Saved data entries
= Beginning of Section =
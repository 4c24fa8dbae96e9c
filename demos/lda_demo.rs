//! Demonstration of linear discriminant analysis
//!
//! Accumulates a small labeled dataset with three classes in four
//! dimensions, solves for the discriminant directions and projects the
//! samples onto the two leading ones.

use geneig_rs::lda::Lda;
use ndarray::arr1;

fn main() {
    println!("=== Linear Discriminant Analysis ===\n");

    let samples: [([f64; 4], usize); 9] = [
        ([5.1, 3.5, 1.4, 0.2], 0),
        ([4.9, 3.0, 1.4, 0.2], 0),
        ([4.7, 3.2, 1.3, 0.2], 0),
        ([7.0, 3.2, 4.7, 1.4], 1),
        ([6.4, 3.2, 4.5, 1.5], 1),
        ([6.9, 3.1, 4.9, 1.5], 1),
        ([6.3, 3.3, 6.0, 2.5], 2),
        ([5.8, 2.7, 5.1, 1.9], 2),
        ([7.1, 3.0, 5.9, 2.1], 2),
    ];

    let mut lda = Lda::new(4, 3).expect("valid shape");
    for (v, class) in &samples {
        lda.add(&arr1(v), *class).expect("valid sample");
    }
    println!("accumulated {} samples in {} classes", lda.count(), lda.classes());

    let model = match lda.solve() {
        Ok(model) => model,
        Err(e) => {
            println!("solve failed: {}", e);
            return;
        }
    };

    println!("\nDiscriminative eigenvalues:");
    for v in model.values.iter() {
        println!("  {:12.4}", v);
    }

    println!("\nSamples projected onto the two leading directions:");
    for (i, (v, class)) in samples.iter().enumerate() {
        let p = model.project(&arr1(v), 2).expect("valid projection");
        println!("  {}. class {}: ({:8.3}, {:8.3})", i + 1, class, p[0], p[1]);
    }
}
= End of Section =
= Beginning of Section =
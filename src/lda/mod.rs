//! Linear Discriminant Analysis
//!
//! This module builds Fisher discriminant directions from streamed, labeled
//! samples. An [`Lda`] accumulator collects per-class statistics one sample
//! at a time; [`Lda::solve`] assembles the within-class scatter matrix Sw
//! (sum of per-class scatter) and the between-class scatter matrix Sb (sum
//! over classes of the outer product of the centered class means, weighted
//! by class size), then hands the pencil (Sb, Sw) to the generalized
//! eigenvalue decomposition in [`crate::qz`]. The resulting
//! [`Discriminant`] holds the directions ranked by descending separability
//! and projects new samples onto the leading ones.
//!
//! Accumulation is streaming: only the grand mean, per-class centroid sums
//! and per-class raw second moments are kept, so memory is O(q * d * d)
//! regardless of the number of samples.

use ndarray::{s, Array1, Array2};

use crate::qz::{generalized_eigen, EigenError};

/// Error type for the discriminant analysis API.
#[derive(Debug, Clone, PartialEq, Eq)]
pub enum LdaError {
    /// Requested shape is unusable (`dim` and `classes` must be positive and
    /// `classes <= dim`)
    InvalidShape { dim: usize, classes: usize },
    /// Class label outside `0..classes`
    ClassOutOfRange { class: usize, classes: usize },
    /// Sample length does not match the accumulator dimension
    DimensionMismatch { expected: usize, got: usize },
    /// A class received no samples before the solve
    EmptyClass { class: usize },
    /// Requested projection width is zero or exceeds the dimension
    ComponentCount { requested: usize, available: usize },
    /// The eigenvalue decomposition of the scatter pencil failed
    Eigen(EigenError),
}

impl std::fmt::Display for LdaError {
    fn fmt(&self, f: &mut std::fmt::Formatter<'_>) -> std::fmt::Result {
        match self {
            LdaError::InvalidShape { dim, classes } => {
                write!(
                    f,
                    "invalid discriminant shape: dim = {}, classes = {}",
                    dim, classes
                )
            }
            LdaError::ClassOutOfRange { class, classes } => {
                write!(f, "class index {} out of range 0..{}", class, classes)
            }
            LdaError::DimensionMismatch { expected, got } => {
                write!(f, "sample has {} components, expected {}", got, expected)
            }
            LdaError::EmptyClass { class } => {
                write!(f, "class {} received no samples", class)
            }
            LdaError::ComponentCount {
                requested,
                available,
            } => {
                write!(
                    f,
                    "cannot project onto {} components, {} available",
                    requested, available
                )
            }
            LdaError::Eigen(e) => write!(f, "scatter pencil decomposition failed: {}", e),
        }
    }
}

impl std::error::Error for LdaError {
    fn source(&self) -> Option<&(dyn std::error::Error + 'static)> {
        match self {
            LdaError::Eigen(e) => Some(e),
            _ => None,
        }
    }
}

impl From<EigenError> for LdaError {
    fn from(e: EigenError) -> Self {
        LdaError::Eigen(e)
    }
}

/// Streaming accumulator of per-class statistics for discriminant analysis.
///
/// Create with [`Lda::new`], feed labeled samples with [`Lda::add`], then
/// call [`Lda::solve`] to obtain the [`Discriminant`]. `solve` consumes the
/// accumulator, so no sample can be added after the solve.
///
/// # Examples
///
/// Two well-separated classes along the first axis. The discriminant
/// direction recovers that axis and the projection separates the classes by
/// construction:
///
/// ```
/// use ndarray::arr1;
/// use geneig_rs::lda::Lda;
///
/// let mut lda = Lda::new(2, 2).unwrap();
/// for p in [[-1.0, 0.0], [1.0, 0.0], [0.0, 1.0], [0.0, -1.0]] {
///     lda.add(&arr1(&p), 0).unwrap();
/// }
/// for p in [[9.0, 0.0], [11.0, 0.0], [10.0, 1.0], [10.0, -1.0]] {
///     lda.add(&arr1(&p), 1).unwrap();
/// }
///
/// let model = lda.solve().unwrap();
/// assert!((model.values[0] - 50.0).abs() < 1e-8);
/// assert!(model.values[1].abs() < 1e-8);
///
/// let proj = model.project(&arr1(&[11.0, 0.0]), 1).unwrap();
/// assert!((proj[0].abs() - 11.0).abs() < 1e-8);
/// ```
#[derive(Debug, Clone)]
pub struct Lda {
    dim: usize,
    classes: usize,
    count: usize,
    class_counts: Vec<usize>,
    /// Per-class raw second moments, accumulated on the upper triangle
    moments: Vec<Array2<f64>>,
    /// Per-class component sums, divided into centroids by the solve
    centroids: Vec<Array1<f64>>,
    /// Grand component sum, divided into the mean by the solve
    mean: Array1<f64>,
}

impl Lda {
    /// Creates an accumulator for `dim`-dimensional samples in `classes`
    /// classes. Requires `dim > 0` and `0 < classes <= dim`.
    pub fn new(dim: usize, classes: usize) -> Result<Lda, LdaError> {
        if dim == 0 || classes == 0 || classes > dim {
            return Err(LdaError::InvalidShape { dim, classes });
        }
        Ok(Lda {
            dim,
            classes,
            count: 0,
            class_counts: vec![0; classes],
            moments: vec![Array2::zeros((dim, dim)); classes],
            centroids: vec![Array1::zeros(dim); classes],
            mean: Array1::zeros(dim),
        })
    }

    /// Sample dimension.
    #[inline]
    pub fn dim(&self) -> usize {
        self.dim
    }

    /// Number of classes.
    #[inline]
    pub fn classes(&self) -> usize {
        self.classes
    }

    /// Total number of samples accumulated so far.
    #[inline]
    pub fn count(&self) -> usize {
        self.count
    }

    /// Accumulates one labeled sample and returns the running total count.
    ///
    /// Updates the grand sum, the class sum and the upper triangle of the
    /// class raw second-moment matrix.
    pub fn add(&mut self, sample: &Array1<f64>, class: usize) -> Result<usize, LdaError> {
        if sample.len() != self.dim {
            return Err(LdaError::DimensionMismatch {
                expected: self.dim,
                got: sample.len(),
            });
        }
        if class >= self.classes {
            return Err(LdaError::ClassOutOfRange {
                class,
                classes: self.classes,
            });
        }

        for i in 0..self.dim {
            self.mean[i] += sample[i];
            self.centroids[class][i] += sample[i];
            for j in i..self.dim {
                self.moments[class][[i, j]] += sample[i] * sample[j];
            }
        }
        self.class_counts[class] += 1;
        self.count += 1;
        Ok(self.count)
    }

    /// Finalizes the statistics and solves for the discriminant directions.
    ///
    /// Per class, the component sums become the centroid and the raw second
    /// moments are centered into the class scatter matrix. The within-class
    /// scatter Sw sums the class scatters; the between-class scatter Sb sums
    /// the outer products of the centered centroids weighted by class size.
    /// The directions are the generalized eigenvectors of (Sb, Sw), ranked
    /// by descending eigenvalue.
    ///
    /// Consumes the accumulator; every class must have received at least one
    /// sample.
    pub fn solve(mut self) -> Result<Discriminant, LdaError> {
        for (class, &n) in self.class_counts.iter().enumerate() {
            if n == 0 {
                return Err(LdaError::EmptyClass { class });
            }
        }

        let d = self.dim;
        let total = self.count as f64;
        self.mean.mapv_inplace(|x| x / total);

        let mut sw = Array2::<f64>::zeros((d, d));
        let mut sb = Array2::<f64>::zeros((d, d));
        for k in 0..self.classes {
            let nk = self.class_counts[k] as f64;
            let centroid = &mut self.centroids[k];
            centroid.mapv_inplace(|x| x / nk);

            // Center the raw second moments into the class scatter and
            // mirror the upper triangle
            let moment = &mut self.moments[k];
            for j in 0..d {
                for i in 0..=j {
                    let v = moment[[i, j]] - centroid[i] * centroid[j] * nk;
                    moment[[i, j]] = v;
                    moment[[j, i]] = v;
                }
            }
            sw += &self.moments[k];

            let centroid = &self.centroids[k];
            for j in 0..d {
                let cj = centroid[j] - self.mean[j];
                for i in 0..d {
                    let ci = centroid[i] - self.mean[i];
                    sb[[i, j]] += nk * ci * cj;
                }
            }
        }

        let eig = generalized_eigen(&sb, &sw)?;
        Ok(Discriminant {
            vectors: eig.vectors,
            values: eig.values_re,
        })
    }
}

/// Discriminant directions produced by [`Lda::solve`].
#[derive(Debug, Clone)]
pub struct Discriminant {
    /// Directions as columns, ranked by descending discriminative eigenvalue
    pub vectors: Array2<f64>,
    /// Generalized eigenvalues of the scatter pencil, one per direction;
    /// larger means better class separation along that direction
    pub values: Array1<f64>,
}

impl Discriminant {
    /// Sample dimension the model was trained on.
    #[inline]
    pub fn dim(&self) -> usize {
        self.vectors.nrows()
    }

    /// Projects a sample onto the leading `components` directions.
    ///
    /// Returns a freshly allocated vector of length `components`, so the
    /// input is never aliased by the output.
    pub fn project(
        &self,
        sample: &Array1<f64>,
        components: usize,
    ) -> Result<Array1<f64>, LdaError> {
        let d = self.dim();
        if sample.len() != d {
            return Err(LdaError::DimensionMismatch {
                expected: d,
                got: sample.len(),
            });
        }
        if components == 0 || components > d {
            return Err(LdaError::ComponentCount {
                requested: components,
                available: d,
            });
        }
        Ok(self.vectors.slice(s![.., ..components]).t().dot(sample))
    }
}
= End of Section =
Exercise:
Within the entries above, find every line where the string "EmptyClass" occurs, and copy it.

Exercise output:
    EmptyClass { class: usize },
            LdaError::EmptyClass { class } => {
                return Err(LdaError::EmptyClass { class });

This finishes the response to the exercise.